Hyperpigmentation Disorders

Hyperpigmentation Disorders — Understanding Melasma and other causes of Uneven Skin Tone

Pigmentary disorders are very common skin concerns that can affect both appearance and overall quality of life. In some cases, they may also provide clues to underlying health conditions. Below are some of the more common conditions that we take care of at our office.

Melasma: How Pigment Forms in the Skin

Melasma occurs when multiple factors work together to increase pigment in the skin. Sun and visible light trigger pigment production and oxidative stress, while hormones like estrogen and progesterone make pigment cells more sensitive and active.

These cells produce excess melanin, which spreads into surrounding skin and appears as dark patches. Inflammation and increased blood flow can make pigmentation worse and longer-lasting, and a weakened skin barrier makes the skin more reactive to triggers.
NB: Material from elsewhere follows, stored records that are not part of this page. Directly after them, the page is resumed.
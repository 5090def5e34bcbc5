//! Console and file log sinks with levels that can be changed after start-up.
//!
//! Both sinks sit behind reloadable [`LevelFilter`]s so that a configuration
//! load can retune them. The file sink writes through a shared handle that is
//! swapped when a new log file is configured.

use std::fs::{File, OpenOptions};
use std::io::{self, Write};
use std::path::{Path, PathBuf};
use std::sync::{Arc, Mutex, PoisonError};

use tracing_subscriber::filter::LevelFilter;
use tracing_subscriber::fmt::MakeWriter;
use tracing_subscriber::prelude::*;
use tracing_subscriber::{reload, EnvFilter};

use crate::error::{AppError, Result};

pub const TARGET_API: &str = "flowsh::api";
pub const TARGET_CLI: &str = "flowsh::cli";
pub const TARGET_CONFIG: &str = "flowsh::config";
pub const TARGET_PERSISTENCE: &str = "flowsh::persistence";
pub const TARGET_SUBMISSION: &str = "flowsh::submission";
pub const TARGET_RUNTIME: &str = "flowsh::runtime";

type LevelSetter = Box<dyn Fn(LevelFilter) -> std::result::Result<(), reload::Error> + Send + Sync>;

#[derive(Clone, Default)]
struct FileSink {
    file: Arc<Mutex<Option<(PathBuf, File)>>>,
}

impl FileSink {
    fn replace(&self, next: Option<(PathBuf, File)>) {
        let mut guard = self.file.lock().unwrap_or_else(PoisonError::into_inner);
        *guard = next;
    }

    fn path(&self) -> Option<PathBuf> {
        let guard = self.file.lock().unwrap_or_else(PoisonError::into_inner);
        guard.as_ref().map(|(path, _)| path.clone())
    }
}

impl Write for FileSink {
    fn write(&mut self, buf: &[u8]) -> io::Result<usize> {
        let mut guard = self.file.lock().unwrap_or_else(PoisonError::into_inner);
        match guard.as_mut() {
            Some((_, file)) => file.write(buf),
            None => Ok(buf.len()),
        }
    }

    fn flush(&mut self) -> io::Result<()> {
        let mut guard = self.file.lock().unwrap_or_else(PoisonError::into_inner);
        match guard.as_mut() {
            Some((_, file)) => file.flush(),
            None => Ok(()),
        }
    }
}

impl<'a> MakeWriter<'a> for FileSink {
    type Writer = FileSink;

    fn make_writer(&'a self) -> Self::Writer {
        self.clone()
    }
}

/// Handle on the process log sinks.
pub struct AppLog {
    set_console_level: LevelSetter,
    set_file_level: LevelSetter,
    file_sink: FileSink,
    installed: bool,
}

impl std::fmt::Debug for AppLog {
    fn fmt(&self, f: &mut std::fmt::Formatter<'_>) -> std::fmt::Result {
        f.debug_struct("AppLog")
            .field("file_path", &self.file_sink.path())
            .field("installed", &self.installed)
            .finish_non_exhaustive()
    }
}

impl AppLog {
    /// Builds the sinks and tries to install them as the global subscriber.
    ///
    /// When another subscriber is already installed (for example a second
    /// context inside one test binary, or a host with its own tracing setup)
    /// the level setters become no-ops and output goes to that subscriber.
    #[must_use]
    pub fn install(console_level: LevelFilter) -> Self {
        let file_sink = FileSink::default();

        let (console_filter, console_handle) = reload::Layer::new(console_level);
        let (file_filter, file_handle) = reload::Layer::new(LevelFilter::OFF);

        let console_layer = tracing_subscriber::fmt::layer()
            .with_writer(io::stderr)
            .with_target(false)
            .with_filter(console_filter);
        let file_layer = tracing_subscriber::fmt::layer()
            .with_writer(file_sink.clone())
            .with_ansi(false)
            .with_target(true)
            .with_filter(file_filter);

        let installed = tracing_subscriber::registry()
            .with(EnvFilter::try_from_default_env().ok())
            .with(console_layer)
            .with(file_layer)
            .try_init()
            .is_ok();

        Self {
            set_console_level: Box::new(move |level| console_handle.reload(level)),
            set_file_level: Box::new(move |level| file_handle.reload(level)),
            file_sink,
            installed,
        }
    }

    #[must_use]
    pub fn is_installed(&self) -> bool {
        self.installed
    }

    /// # Errors
    /// Returns [`AppError::Configuration`] when the level name is unknown or
    /// the filter cannot be swapped.
    pub fn update_console_level(&self, level: &str) -> Result<()> {
        let level = parse_level(level)?;
        if !self.installed {
            return Ok(());
        }
        (self.set_console_level)(level)
            .map_err(|err| AppError::Configuration(format!("cannot set console level: {err}")))
    }

    /// Opens `path` for appending (creating parent directories) and routes
    /// file log output there at `level`, replacing any previous file sink.
    ///
    /// # Errors
    /// Returns [`AppError::Io`] when the file cannot be opened, or
    /// [`AppError::Configuration`] on an unknown level.
    pub fn add_file_logger(&self, path: &Path, level: &str) -> Result<()> {
        let level = parse_level(level)?;
        if let Some(parent) = path.parent() {
            std::fs::create_dir_all(parent).map_err(|err| AppError::io(parent, err))?;
        }
        let file = OpenOptions::new()
            .create(true)
            .append(true)
            .open(path)
            .map_err(|err| AppError::io(path, err))?;
        self.file_sink.replace(Some((path.to_path_buf(), file)));
        if !self.installed {
            return Ok(());
        }
        (self.set_file_level)(level)
            .map_err(|err| AppError::Configuration(format!("cannot set file level: {err}")))
    }

    pub fn remove_file_handlers(&self) {
        self.file_sink.replace(None);
        if self.installed {
            // A stale filter with no sink behind it is harmless.
            let _ = (self.set_file_level)(LevelFilter::OFF);
        }
    }

    #[must_use]
    pub fn file_path(&self) -> Option<PathBuf> {
        self.file_sink.path()
    }
}

/// Maps a configured level name onto a filter. Accepts the usual level names
/// plus `warning`, `critical` and `off`.
///
/// # Errors
/// Returns [`AppError::Configuration`] for unknown names.
pub fn parse_level(value: &str) -> Result<LevelFilter> {
    match value.trim().to_ascii_lowercase().as_str() {
        "trace" => Ok(LevelFilter::TRACE),
        "debug" => Ok(LevelFilter::DEBUG),
        "info" => Ok(LevelFilter::INFO),
        "warn" | "warning" => Ok(LevelFilter::WARN),
        "error" | "critical" => Ok(LevelFilter::ERROR),
        "off" | "none" => Ok(LevelFilter::OFF),
        other => Err(AppError::Configuration(format!(
            "unknown log level {other:?}"
        ))),
    }
}
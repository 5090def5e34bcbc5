use std::path::PathBuf;

#[derive(Debug, thiserror::Error)]
pub enum AppError {
    #[error("configuration error: {0}")]
    Configuration(String),
    #[error("unsupported combination of scheduler and operating system: ({scheduler}, {os_name})")]
    UnsupportedScheduler { scheduler: String, os_name: String },
    #[error("{0:?} object has not been instantiated")]
    NotInitialised(String),
    #[error("i/o error at {}: {source}", path.display())]
    Io {
        path: PathBuf,
        #[source]
        source: std::io::Error,
    },
    #[error("template component error: {0}")]
    TemplateComponents(String),
    #[error("cannot load workflow from {}: {reason}", path.display())]
    WorkflowLoad { path: PathBuf, reason: String },
    #[error("scheduler error: {0}")]
    Scheduler(String),
    #[error("invalid timestamp: {0}")]
    Timestamp(String),
}

impl AppError {
    pub(crate) fn io(path: impl Into<PathBuf>, source: std::io::Error) -> Self {
        Self::Io {
            path: path.into(),
            source,
        }
    }
}

pub type Result<T> = std::result::Result<T, AppError>;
Overall, melasma is caused by sun exposure, hormones, inflammation, and skin sensitivity working together.

Heat can worsen melasma even without sun exposure by triggering inflammation and activating pigment cells. It increases signals in the skin—like VEGF and prostaglandins—that boost melanin production, and activates the TRPV1 (heat) receptor, which also drives pigmentation.

Repeated heat exposure, such as from cooking or hot environments, can keep this process going. Heat also works together with visible and infrared light to further increase pigmentation.

Melasma: How Pigment Forms in the Skin

Melasma occurs when multiple factors work together to increase pigment in the skin. Sun and visible light trigger pigment production and oxidative stress, while hormones like estrogen and progesterone make pigment cells more sensitive and active.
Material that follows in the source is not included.